Le considerazioni del Ministero, in particolare, sono quelle già espresse a ottobre dal Tavolo tecnico per la verifica degli adempimenti regionali, che lavora sotto l’egida del Mef. Davanti a un rapporto della Regione che quantificava in 80 milioni di euro la spesa sostenuta fino a quel momento per le medicine integrate già aperte e in 50 milioni la spesa ancora da affrontare per le altre, il Tavolo aveva subito fatto scattare l’allarme: il modello, era in sintesi l’accusa, non è sostenibile. Confermano i numeri snocciolati dalla Corte dei conti nell’ultima Relazione al Parlamento sulla gestione dei servizi sanitari regionali: nel 2016 i costi della medicina generale sostenuti dalla Regione Veneto sono aumentati di 8 milioni di euro, nonostante nel periodo non siano intervenuti rinnovi contrattuali.
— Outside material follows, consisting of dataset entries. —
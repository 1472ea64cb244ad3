//! Build orchestration.
//!
//! A full build runs three stages in order: documents, pages, static files.
//! A partial build re-runs only the stage (and the members) a changed path
//! affects. Everything runs sequentially on the calling thread.

use std::{
    fs,
    path::{Path, PathBuf},
    time::Instant,
};

use quire_core::{Category, Config, CoreError, PathClassifier, is_within, relative_slash_path};
use quire_parser::{ConvertError, ConverterRegistry, DocumentConverter, PandocConverter};
use thiserror::Error;
use tracing::{debug, info, warn};

use crate::{
    assets::{AssetCopier, AssetError},
    deps::DependencySet,
    documents,
    template::{self, Renderable, TemplateEngine, TemplateError},
};

/// Build errors.
#[derive(Debug, Error)]
pub enum BuildError {
    /// A document directory has no wrapping module.
    #[error("No template {} has been found for document directory '{dir}', aborting", template.display())]
    MissingTemplate { template: PathBuf, dir: String },

    /// IO error at a specific path.
    #[error("IO error at {}: {source}", path.display())]
    Io {
        path: PathBuf,
        #[source]
        source: std::io::Error,
    },

    /// A source file is not valid in the configured encoding.
    #[error("{} is not valid {encoding}", path.display())]
    Decode {
        path: PathBuf,
        encoding: &'static str,
    },

    /// Template error.
    #[error("template error: {0}")]
    Template(#[from] TemplateError),

    /// Document conversion error.
    #[error("failed to convert {}: {source}", path.display())]
    Convert {
        path: PathBuf,
        #[source]
        source: ConvertError,
    },

    /// Asset error.
    #[error("asset error: {0}")]
    Asset(#[from] AssetError),

    /// Configuration error.
    #[error("config error: {0}")]
    Config(#[from] CoreError),
}

/// Result type for build operations.
pub type Result<T> = std::result::Result<T, BuildError>;

fn io_at(path: &Path) -> impl FnOnce(std::io::Error) -> BuildError + '_ {
    move |source| BuildError::Io {
        path: path.to_path_buf(),
        source,
    }
}

/// Build statistics.
#[derive(Debug, Clone, Default, PartialEq, Eq)]
pub struct BuildStats {
    /// Number of documents converted.
    pub documents: usize,

    /// Number of pages rendered.
    pub pages: usize,

    /// Number of static files copied.
    pub assets: usize,

    /// Build duration in milliseconds.
    pub duration_ms: u64,
}
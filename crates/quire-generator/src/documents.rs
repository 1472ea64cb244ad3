//! Document discovery and output layout.

use std::{fs, io, path::Path};

/// Name of the module that wraps documents from `dir`: `_<basename>.html`.
#[must_use]
pub fn module_for(dir: &str) -> String {
    let basename = dir.rsplit('/').next().unwrap_or(dir);
    format!("_{basename}.html")
}

/// Format tag of a document path: its extension.
#[must_use]
pub fn format_of(path: &str) -> Option<&str> {
    let file = path.rsplit('/').next()?;
    let (stem, ext) = file.rsplit_once('.')?;
    (!stem.is_empty() && !ext.is_empty()).then_some(ext)
}

/// Output path of a document relative to the output root.
///
/// With pretty links `posts/hello.org` becomes `hello/index.html`, otherwise
/// `hello.html`.
#[must_use]
pub fn output_path(path: &str, pretty_links: bool) -> String {
    let file = path.rsplit('/').next().unwrap_or(path);
    let stem = file.rsplit_once('.').map_or(file, |(stem, _)| stem);
    if pretty_links {
        format!("{stem}/index.html")
    } else {
        format!("{stem}.html")
    }
}

/// Whether `path` sits directly inside `dir` (no intermediate directories).
#[must_use]
pub fn is_direct_child(dir: &str, path: &str) -> bool {
    path.strip_prefix(dir)
        .and_then(|rest| rest.strip_prefix('/'))
        .is_some_and(|rest| !rest.is_empty() && !rest.contains('/'))
}

/// Documents of `format` directly inside `source_root/dir`, as source-relative
/// paths. Hidden files are skipped.
pub fn list_documents(source_root: &Path, dir: &str, format: &str) -> io::Result<Vec<String>> {
    let mut documents = Vec::new();
    for entry in fs::read_dir(source_root.join(dir))? {
        let entry = entry?;
        if !entry.path().is_file() {
            continue;
        }
        let Some(name) = entry.file_name().to_str().map(str::to_string) else {
            continue;
        };
        if name.starts_with('.') || format_of(&name) != Some(format) {
            continue;
        }
        documents.push(format!("{dir}/{name}"));
    }
    Ok(documents)
}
E gli oneri da sostenere a regime, secondo le stime della stessa Regione, ammontano a 130 milioni di euro all’anno. Troppi, per il Tavolo e per il Mef.
Alla giunta Zaia non è rimasto che adeguarsi. La trentina di medicine di gruppo integrate che ancora devono essere aperte sono state cancellate e quelle già istituite verranno ridimensionate in medicine di gruppo semplici – cioè studi associati di medici di famiglia, aperti 7 ore al giorno (anziché 12 o 24) e senza specialisti o personale di supporto – una volta conclusa la sperimentazione triennale. Non è esattamente l’azzeramento che le farmacie del territorio avrebbero gradito, ma il dietrofront della Regione viene comunque accolto positivamente: «Noi lo dicevamo da sempre che il modello delle medicine integrate è anti-economico» commenta a FPress il presidente di Federfarma Belluno, Roberto Grubissa, in passato protagonista di diverse battaglie contro le Uccp sorte nella sua provincia «soprattutto nei territori montani, dove a fronte di una popolazione dispersa la concentrazione dei medici in studi aggregati è soltanto un controsenso. Non a caso, da queste parti si era schierata contro le medicine integrate anche la Conferenza dei sindaci». Il contrordine, peraltro, non porterà allo scioglimento delle aggregazioni: «I medici di famiglia continueranno a lavorare in studi associati» prosegue Grubissa «dunque la rete territoriale delle cure primarie rischia di restare sbilanciata. La nostra speranza è che alla fine ci sia un r avvedimento anche su questo».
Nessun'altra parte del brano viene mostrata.